Paper No. 0
Presentation Time: 4:30 PM-6:00 PM
EMPLACEMENT OF SMALL, PGE-DEPLETED GABBROIC INTRUSIVE ROCKS IN THE APPALACHIANS AND CALEDONIDES. IS THERE A LINK TO LARGER MAGMA RESERVOIRS AT DEEPER LEVELS IN THE CRUST?
The Appalachians of North America and the Caledonides of Europe contain a host of small gabbroic intrusives generally less than 10 km in diameter. The Skjækerdalen igneous complex is a lenticular intrusion approximately 4 km long and 1.5 km wide situated in Gula Group meta-pelites of the Trondheim Nappe complex in the central Norwegian Caledonides. The intrusion is a polymagmatic mafic breccia consisting of quartz gabbro with a quartz diorite rim and a central brecciated core consisting of gabbro fragments in a leucocratic dioritic matrix. Interstitial magmatic sulphides are present in some of the gabbro fragments in the brecciated core. Recalculated to 100% sulphide, average concentrations for base metals in the gabbro are Ni; 7.6 wt%, Cu; 4.6 wt%, & Au; 634 ppb, while PGE average 167 ppb Ru, 68 ppb Ir, 90 ppb Rh, 99 ppb Os, 171 ppb Pd, & 120 ppb Pt.
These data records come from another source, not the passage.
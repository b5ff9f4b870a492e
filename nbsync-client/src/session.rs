//! Session: one per `open()` call.
//!
//! A session owns the stable client id, the request correlator, the sender of
//! the currently installed channel and the connection status. Collaborators
//! receive it by handle (it is cheap to clone); nothing is process-wide.
//!
//! ```text
//!  caller ──send/request──► Session ──frame──► Channel ──► Transport
//!                              ▲                  │
//!        SessionHandler ◄──────┴── supervisor ◄───┘ (frames, failures)
//! ```

use std::sync::atomic::{AtomicBool, Ordering};
use std::sync::{Arc, Mutex};

use async_trait::async_trait;
use nbsync_core::Value;
use tokio::sync::{mpsc, oneshot, watch, RwLock};
use tokio::task::JoinHandle;
use uuid::Uuid;

use crate::channel::Channel;
use crate::config::ClientConfig;
use crate::correlator::{Correlator, PendingReply};
use crate::error::ClientError;
use crate::protocol::{Envelope, MessageType, RouteMetadata};
use crate::supervisor::Supervisor;
use crate::transport::Transport;

/// Connection status as seen by collaborators.
#[derive(Debug, Clone, Copy, PartialEq, Eq)]
pub enum ConnectionStatus {
    /// Opening or reopening the channel (initial state).
    Reconnecting,
    Connected,
    /// The channel failed; a reopen follows immediately.
    Disconnected,
    /// The resumed session was refused. Terminal: refresh manually.
    OutOfSync,
    /// A corrupt frame arrived. Terminal.
    Failed,
    Closed,
}

impl ConnectionStatus {
    pub fn is_terminal(self) -> bool {
        matches!(
            self,
            ConnectionStatus::OutOfSync | ConnectionStatus::Failed | ConnectionStatus::Closed
        )
    }
}

/// Callbacks of a session.
///
/// Callbacks run on the session's receive loop: they may send, but must not
/// wait for a reply themselves (spawn a task for that), or the reply they wait
/// for can never be delivered.
#[async_trait]
pub trait SessionHandler: Send + Sync + 'static {
    /// An envelope that is not a reply to one of our requests.
    /// `by_me` is true when our own client caused it.
    async fn on_unrequested_update(&self, session: &Session, envelope: Envelope, by_me: bool);

    /// `connected` flips on every transition; `hopeless` marks terminal failures.
    fn on_connection_status(&self, connected: bool, hopeless: bool) {
        log::debug!("Connection status: connected={connected} hopeless={hopeless}");
    }

    /// Decide whether a resumed session may continue. Runs after every reopen,
    /// before the session is declared connected again; replies are delivered
    /// while it runs.
    async fn on_reconnect(&self, _session: &Session) -> bool {
        true
    }

    fn on_fatal_error(&self, error: &ClientError) {
        log::error!("Session failed: {error}");
    }
}

pub(crate) struct SessionInner {
    pub(crate) config: ClientConfig,
    route: RouteMetadata,
    correlator: Correlator,
    outgoing: RwLock<Option<mpsc::UnboundedSender<Vec<u8>>>>,
    status: watch::Sender<ConnectionStatus>,
    connect_info: RwLock<Value>,
    closed: AtomicBool,
    tasks: Mutex<Vec<JoinHandle<()>>>,
}

/// Handle to a live session.
#[derive(Clone)]
pub struct Session {
    inner: Arc<SessionInner>,
}

impl Session {
    /// Open a session: connect, handshake, then keep the connection alive
    /// until [`Session::close`] or a terminal failure.
    ///
    /// A failure before the first successful handshake is returned here and
    /// never retried.
    pub async fn open(
        transport: Arc<dyn Transport>,
        address: impl Into<String>,
        route: RouteMetadata,
        config: ClientConfig,
        handler: Arc<dyn SessionHandler>,
    ) -> Result<Session, ClientError> {
        let address = address.into();
        let channel = Channel::open(transport.as_ref(), &address, config.grace_period).await?;

        let session = Session::new(route, config);
        log::info!("Session {} opened {address}", session.client_id());

        let (ready_tx, ready_rx) = oneshot::channel();
        let supervisor = Supervisor::new(session.clone(), transport, address, handler);
        let driver = tokio::spawn(supervisor.run(channel, ready_tx));
        session.track(driver);

        match ready_rx.await {
            Ok(Ok(())) => {
                session.spawn_keepalive();
                Ok(session)
            }
            Ok(Err(e)) => {
                session.close().await;
                Err(e)
            }
            Err(_) => {
                session.close().await;
                Err(ClientError::SessionClosed)
            }
        }
    }

    pub(crate) fn new(route: RouteMetadata, config: ClientConfig) -> Self {
        let (status, _) = watch::channel(ConnectionStatus::Reconnecting);
        Self {
            inner: Arc::new(SessionInner {
                config,
                route,
                correlator: Correlator::new(Uuid::new_v4().to_string()),
                outgoing: RwLock::new(None),
                status,
                connect_info: RwLock::new(Value::Nil),
                closed: AtomicBool::new(false),
                tasks: Mutex::new(Vec::new()),
            }),
        }
    }

    /// Stable id of this session, stamped on every envelope.
    pub fn client_id(&self) -> &str {
        self.inner.correlator.client_id()
    }

    pub fn route(&self) -> &RouteMetadata {
        &self.inner.route
    }

    pub fn config(&self) -> &ClientConfig {
        &self.inner.config
    }

    pub fn status(&self) -> ConnectionStatus {
        *self.inner.status.borrow()
    }

    pub fn watch_status(&self) -> watch::Receiver<ConnectionStatus> {
        self.inner.status.subscribe()
    }

    /// Body of the last handshake reply.
    pub async fn connect_info(&self) -> Value {
        self.inner.connect_info.read().await.clone()
    }

    pub fn is_closed(&self) -> bool {
        self.inner.closed.load(Ordering::SeqCst)
    }

    /// Send one envelope. With `wants_response` the returned reply resolves
    /// exactly once; without it the send is fire-and-forget.
    ///
    /// `route` fields left unset default to the session's routing metadata.
    /// While no channel is installed the frame is dropped with a warning.
    pub async fn send(
        &self,
        msg_type: MessageType,
        body: Value,
        route: Option<&RouteMetadata>,
        wants_response: bool,
    ) -> Result<Option<PendingReply>, ClientError> {
        if self.is_closed() {
            return Err(ClientError::SessionClosed);
        }
        let route = route.cloned().unwrap_or_default().or(&self.inner.route);
        let mut envelope = Envelope::new(msg_type, "", body).with_route(&route);
        let pending = self.inner.correlator.stamp(&mut envelope, wants_response).await;

        let frame = match envelope.encode() {
            Ok(frame) => frame,
            Err(e) => {
                if let Some(pending) = &pending {
                    self.inner.correlator.forget(pending.request_id()).await;
                }
                return Err(e.into());
            }
        };
        self.transmit(msg_type, frame).await;
        Ok(pending)
    }

    /// Send and expect a reply.
    pub async fn request(
        &self,
        msg_type: MessageType,
        body: Value,
        route: Option<&RouteMetadata>,
    ) -> Result<PendingReply, ClientError> {
        self.send(msg_type, body, route, true)
            .await?
            .ok_or(ClientError::SessionClosed)
    }

    async fn transmit(&self, msg_type: MessageType, frame: Vec<u8>) {
        let outgoing = self.inner.outgoing.read().await;
        let delivered = outgoing.as_ref().is_some_and(|tx| tx.send(frame).is_ok());
        if !delivered {
            log::warn!("Not connected, dropping {msg_type:?} frame");
        }
    }

    /// Close the session. Best effort: frames still queued may never leave.
    /// Pending requests fail with [`ClientError::SessionClosed`].
    pub async fn close(&self) {
        self.shut_down(&ClientError::SessionClosed).await;
    }

    /// Close after a fatal error; pending requests fail with `cause`.
    pub(crate) async fn close_with(&self, cause: &ClientError) {
        self.shut_down(cause).await;
    }

    async fn shut_down(&self, cause: &ClientError) {
        if self.inner.closed.swap(true, Ordering::SeqCst) {
            return;
        }
        log::info!("Closing session {}", self.client_id());
        self.inner.outgoing.write().await.take();
        self.inner.correlator.fail_all(cause).await;
        self.inner.status.send_if_modified(|status| {
            if status.is_terminal() {
                false
            } else {
                *status = ConnectionStatus::Closed;
                true
            }
        });
        let tasks = match self.inner.tasks.lock() {
            Ok(mut tasks) => std::mem::take(&mut *tasks),
            Err(poisoned) => std::mem::take(&mut *poisoned.into_inner()),
        };
        for task in tasks {
            task.abort();
        }
    }

    // ── supervisor side ──────────────────────────────────────────

    pub(crate) fn correlator(&self) -> &Correlator {
        &self.inner.correlator
    }

    pub(crate) fn set_status(&self, status: ConnectionStatus) {
        self.inner.status.send_replace(status);
    }

    pub(crate) async fn install(&self, sender: mpsc::UnboundedSender<Vec<u8>>) {
        *self.inner.outgoing.write().await = Some(sender);
    }

    pub(crate) async fn uninstall(&self) {
        self.inner.outgoing.write().await.take();
    }

    pub(crate) async fn set_connect_info(&self, info: Value) {
        *self.inner.connect_info.write().await = info;
    }

    fn track(&self, task: JoinHandle<()>) {
        if self.is_closed() {
            task.abort();
            return;
        }
        match self.inner.tasks.lock() {
            Ok(mut tasks) => tasks.push(task),
            Err(poisoned) => poisoned.into_inner().push(task),
        }
    }

    fn spawn_keepalive(&self) {
        let Some(every) = self.inner.config.ping_interval else {
            return;
        };
        let session = self.clone();
        let task = tokio::spawn(async move {
            let mut ticker = tokio::time::interval(every);
            ticker.tick().await;
            loop {
                ticker.tick().await;
                if session.status() != ConnectionStatus::Connected {
                    continue;
                }
                if session
                    .send(MessageType::Ping, Value::map(), None, false)
                    .await
                    .is_err()
                {
                    break;
                }
            }
        });
        self.track(task);
    }
}

impl std::fmt::Debug for Session {
    fn fmt(&self, f: &mut std::fmt::Formatter<'_>) -> std::fmt::Result {
        f.debug_struct("Session")
            .field("client_id", &self.client_id())
            .field("status", &self.status())
            .finish()
    }
}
PGE concentrations in magmatic sulphides at Skjækerdalen are low in comparison with deposits of comparable Ni and Cu contents (e.g. Sudbury, Noril'sk). A mechanism to explain these lower concentrations is the formation of an early olivine-chromite-PGM phase during differentiation in a magma chamber at deeper crustal levels in which precipitation of Pt-rich phases scavenged much of the PGE from the silicate magma. Subsequent droplets of sulphide liquid segregated at higher levels settled through a PGE-depleted magma. Resistance of the solidified olivine-chromite-PGM phase to remobilisation during final emplacement of intrusive rocks at Skjækerdalen resulted in sulphide-rich gabbro with a low PGE tenor. A similar mechanism can be used to explain low PGE values in other small sulphide-rich gabbroic intrusions in orogenic settings.